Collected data
----------------
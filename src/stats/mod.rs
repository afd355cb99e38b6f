//! Ingest statistics

pub mod metrics;

pub use metrics::{RelayStats, SessionStats};
//! Error types
//!
//! `DecodeError` covers everything that can end an ingest session. `Error`
//! is the crate-level error returned by the server and client entry points.

use std::io;

/// Error produced while reading messages from the upstream socket
#[derive(Debug)]
pub enum DecodeError {
    /// Peer closed the connection (a read returned 0 bytes)
    ConnectionClosed,
    /// Underlying I/O failure other than a clean close
    Io(io::Error),
    /// No marker found within the resync bound
    ResyncFailed {
        /// Bytes discarded before giving up
        scanned: usize,
    },
    /// Declared length exceeds the payload limit
    PayloadTooLarge { size: u32, max: usize },
    /// Dimensions message with a length other than 8
    InvalidDimensions { size: u32 },
    /// Unknown message type tag
    UnknownType(u8),
}

impl DecodeError {
    /// Whether this error is a transport closure rather than a protocol fault
    pub fn is_closed(&self) -> bool {
        match self {
            DecodeError::ConnectionClosed => true,
            DecodeError::Io(e) => is_disconnect(e),
            _ => false,
        }
    }
}

impl std::fmt::Display for DecodeError {
    fn fmt(&self, f: &mut std::fmt::Formatter<'_>) -> std::fmt::Result {
        match self {
            DecodeError::ConnectionClosed => write!(f, "Connection closed by peer"),
            DecodeError::Io(e) => write!(f, "I/O error: {}", e),
            DecodeError::ResyncFailed { scanned } => {
                write!(f, "Resync failed after scanning {} bytes", scanned)
            }
            DecodeError::PayloadTooLarge { size, max } => {
                write!(f, "Declared size {} exceeds maximum {}", size, max)
            }
            DecodeError::InvalidDimensions { size } => {
                write!(f, "Invalid dimensions size: {} (expected 8)", size)
            }
            DecodeError::UnknownType(t) => write!(f, "Unknown message type: {}", t),
        }
    }
}

impl std::error::Error for DecodeError {
    fn source(&self) -> Option<&(dyn std::error::Error + 'static)> {
        match self {
            DecodeError::Io(e) => Some(e),
            _ => None,
        }
    }
}

impl From<io::Error> for DecodeError {
    fn from(e: io::Error) -> Self {
        if e.kind() == io::ErrorKind::UnexpectedEof {
            DecodeError::ConnectionClosed
        } else {
            DecodeError::Io(e)
        }
    }
}

/// Error produced by a frame encoder
#[derive(Debug, Clone, PartialEq, Eq)]
pub enum EncodeError {
    /// Raw buffer size does not match the declared geometry
    SizeMismatch { expected: usize, actual: usize },
    /// Width or height is zero or negative
    InvalidGeometry { width: i32, height: i32 },
    /// The image codec rejected the frame
    Codec(String),
}

impl std::fmt::Display for EncodeError {
    fn fmt(&self, f: &mut std::fmt::Formatter<'_>) -> std::fmt::Result {
        match self {
            EncodeError::SizeMismatch { expected, actual } => {
                write!(f, "Frame size mismatch: expected {} bytes, got {}", expected, actual)
            }
            EncodeError::InvalidGeometry { width, height } => {
                write!(f, "Invalid frame geometry: {}x{}", width, height)
            }
            EncodeError::Codec(msg) => write!(f, "Encoder error: {}", msg),
        }
    }
}

impl std::error::Error for EncodeError {}

/// Crate-level error
#[derive(Debug)]
pub enum Error {
    Io(io::Error),
    Decode(DecodeError),
    Encode(EncodeError),
    /// Message could not be written (e.g. payload over the wire limit)
    InvalidMessage(String),
    /// Client used before `connect`
    NotConnected,
}

impl std::fmt::Display for Error {
    fn fmt(&self, f: &mut std::fmt::Formatter<'_>) -> std::fmt::Result {
        match self {
            Error::Io(e) => write!(f, "I/O error: {}", e),
            Error::Decode(e) => write!(f, "Decode error: {}", e),
            Error::Encode(e) => write!(f, "{}", e),
            Error::InvalidMessage(msg) => write!(f, "Invalid message: {}", msg),
            Error::NotConnected => write!(f, "Not connected"),
        }
    }
}

impl std::error::Error for Error {
    fn source(&self) -> Option<&(dyn std::error::Error + 'static)> {
        match self {
            Error::Io(e) => Some(e),
            Error::Decode(e) => Some(e),
            Error::Encode(e) => Some(e),
            _ => None,
        }
    }
}

impl From<io::Error> for Error {
    fn from(e: io::Error) -> Self {
        Error::Io(e)
    }
}

impl From<DecodeError> for Error {
    fn from(e: DecodeError) -> Self {
        Error::Decode(e)
    }
}

impl From<EncodeError> for Error {
    fn from(e: EncodeError) -> Self {
        Error::Encode(e)
    }
}

/// Result alias using the crate error
pub type Result<T> = std::result::Result<T, Error>;

/// Whether an I/O error means the peer went away
pub fn is_disconnect(e: &io::Error) -> bool {
    matches!(
        e.kind(),
        io::ErrorKind::UnexpectedEof
            | io::ErrorKind::BrokenPipe
            | io::ErrorKind::ConnectionReset
            | io::ErrorKind::ConnectionAborted
    )
}

#[cfg(test)]
mod tests {
    use super::*;

    #[test]
    fn test_eof_maps_to_closed() {
        let err: DecodeError = io::Error::new(io::ErrorKind::UnexpectedEof, "eof").into();
        assert!(matches!(err, DecodeError::ConnectionClosed));
        assert!(err.is_closed());
    }

    #[test]
    fn test_reset_is_closed() {
        let err: DecodeError = io::Error::new(io::ErrorKind::ConnectionReset, "reset").into();
        assert!(matches!(err, DecodeError::Io(_)));
        assert!(err.is_closed());
    }

    #[test]
    fn test_protocol_errors_are_not_closed() {
        assert!(!DecodeError::UnknownType(9).is_closed());
        assert!(!DecodeError::InvalidDimensions { size: 4 }.is_closed());
        assert!(!DecodeError::ResyncFailed { scanned: 10 }.is_closed());
    }

    #[test]
    fn test_display() {
        let err = DecodeError::PayloadTooLarge {
            size: 20,
            max: 10,
        };
        assert_eq!(err.to_string(), "Declared size 20 exceeds maximum 10");
    }
}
----------------
▶ _Problem description_
Give back every line above, unchanged.

▶ _Result for this task_
filename src/stats/mod.rs
repository afd355cb99e38b6f
//! Ingest statistics

pub mod metrics;

pub use metrics::{RelayStats, SessionStats};
//! Error types
//!
//! `DecodeError` covers everything that can end an ingest session. `Error`
//! is the crate-level error returned by the server and client entry points.

use std::io;

/// Error produced while reading messages from the upstream socket
#[derive(Debug)]
pub enum DecodeError {
    /// Peer closed the connection (a read returned 0 bytes)
    ConnectionClosed,
    /// Underlying I/O failure other than a clean close
    Io(io::Error),
    /// No marker found within the resync bound
    ResyncFailed {
        /// Bytes discarded before giving up
        scanned: usize,
    },
    /// Declared length exceeds the payload limit
    PayloadTooLarge { size: u32, max: usize },
    /// Dimensions message with a length other than 8
    InvalidDimensions { size: u32 },
    /// Unknown message type tag
    UnknownType(u8),
}

impl DecodeError {
    /// Whether this error is a transport closure rather than a protocol fault
    pub fn is_closed(&self) -> bool {
        match self {
            DecodeError::ConnectionClosed => true,
            DecodeError::Io(e) => is_disconnect(e),
            _ => false,
        }
    }
}

impl std::fmt::Display for DecodeError {
    fn fmt(&self, f: &mut std::fmt::Formatter<'_>) -> std::fmt::Result {
        match self {
            DecodeError::ConnectionClosed => write!(f, "Connection closed by peer"),
            DecodeError::Io(e) => write!(f, "I/O error: {}", e),
            DecodeError::ResyncFailed { scanned } => {
                write!(f, "Resync failed after scanning {} bytes", scanned)
            }
            DecodeError::PayloadTooLarge { size, max } => {
                write!(f, "Declared size {} exceeds maximum {}", size, max)
            }
            DecodeError::InvalidDimensions { size } => {
                write!(f, "Invalid dimensions size: {} (expected 8)", size)
            }
            DecodeError::UnknownType(t) => write!(f, "Unknown message type: {}", t),
        }
    }
}

impl std::error::Error for DecodeError {
    fn source(&self) -> Option<&(dyn std::error::Error + 'static)> {
        match self {
            DecodeError::Io(e) => Some(e),
            _ => None,
        }
    }
}

impl From<io::Error> for DecodeError {
    fn from(e: io::Error) -> Self {
        if e.kind() == io::ErrorKind::UnexpectedEof {
            DecodeError::ConnectionClosed
        } else {
            DecodeError::Io(e)
        }
    }
}

/// Error produced by a frame encoder
#[derive(Debug, Clone, PartialEq, Eq)]
pub enum EncodeError {
    /// Raw buffer size does not match the declared geometry
    SizeMismatch { expected: usize, actual: usize },
    /// Width or height is zero or negative
    InvalidGeometry { width: i32, height: i32 },
    /// The image codec rejected the frame
    Codec(String),
}

impl std::fmt::Display for EncodeError {
    fn fmt(&self, f: &mut std::fmt::Formatter<'_>) -> std::fmt::Result {
        match self {
            EncodeError::SizeMismatch { expected, actual } => {
                write!(f, "Frame size mismatch: expected {} bytes, got {}", expected, actual)
            }
            EncodeError::InvalidGeometry { width, height } => {
                write!(f, "Invalid frame geometry: {}x{}", width, height)
            }
            EncodeError::Codec(msg) => write!(f, "Encoder error: {}", msg),
        }
    }
}

impl std::error::Error for EncodeError {}

/// Crate-level error
#[derive(Debug)]
pub enum Error {
    Io(io::Error),
    Decode(DecodeError),
    Encode(EncodeError),
    /// Message could not be written (e.g. payload over the wire limit)
    InvalidMessage(String),
    /// Client used before `connect`
    NotConnected,
}

impl std::fmt::Display for Error {
    fn fmt(&self, f: &mut std::fmt::Formatter<'_>) -> std::fmt::Result {
        match self {
            Error::Io(e) => write!(f, "I/O error: {}", e),
            Error::Decode(e) => write!(f, "Decode error: {}", e),
            Error::Encode(e) => write!(f, "{}", e),
            Error::InvalidMessage(msg) => write!(f, "Invalid message: {}", msg),
            Error::NotConnected => write!(f, "Not connected"),
        }
    }
}

impl std::error::Error for Error {
    fn source(&self) -> Option<&(dyn std::error::Error + 'static)> {
        match self {
            Error::Io(e) => Some(e),
            Error::Decode(e) => Some(e),
            Error::Encode(e) => Some(e),
            _ => None,
        }
    }
}

impl From<io::Error> for Error {
    fn from(e: io::Error) -> Self {
        Error::Io(e)
    }
}

impl From<DecodeError> for Error {
    fn from(e: DecodeError) -> Self {
        Error::Decode(e)
    }
}

impl From<EncodeError> for Error {
    fn from(e: EncodeError) -> Self {
        Error::Encode(e)
    }
}

/// Result alias using the crate error
pub type Result<T> = std::result::Result<T, Error>;

/// Whether an I/O error means the peer went away
pub fn is_disconnect(e: &io::Error) -> bool {
    matches!(
        e.kind(),
        io::ErrorKind::UnexpectedEof
            | io::ErrorKind::BrokenPipe
            | io::ErrorKind::ConnectionReset
            | io::ErrorKind::ConnectionAborted
    )
}

#[cfg(test)]
mod tests {
    use super::*;

    #[test]
    fn test_eof_maps_to_closed() {
        let err: DecodeError = io::Error::new(io::ErrorKind::UnexpectedEof, "eof").into();
        assert!(matches!(err, DecodeError::ConnectionClosed));
        assert!(err.is_closed());
    }

    #[test]
    fn test_reset_is_closed() {
        let err: DecodeError = io::Error::new(io::ErrorKind::ConnectionReset, "reset").into();
        assert!(matches!(err, DecodeError::Io(_)));
        assert!(err.is_closed());
    }

    #[test]
    fn test_protocol_errors_are_not_closed() {
        assert!(!DecodeError::UnknownType(9).is_closed());
        assert!(!DecodeError::InvalidDimensions { size: 4 }.is_closed());
        assert!(!DecodeError::ResyncFailed { scanned: 10 }.is_closed());
    }

    #[test]
    fn test_display() {
        let err = DecodeError::PayloadTooLarge {
            size: 20,
            max: 10,
        };
        assert_eq!(err.to_string(), "Declared size 20 exceeds maximum 10");
    }
}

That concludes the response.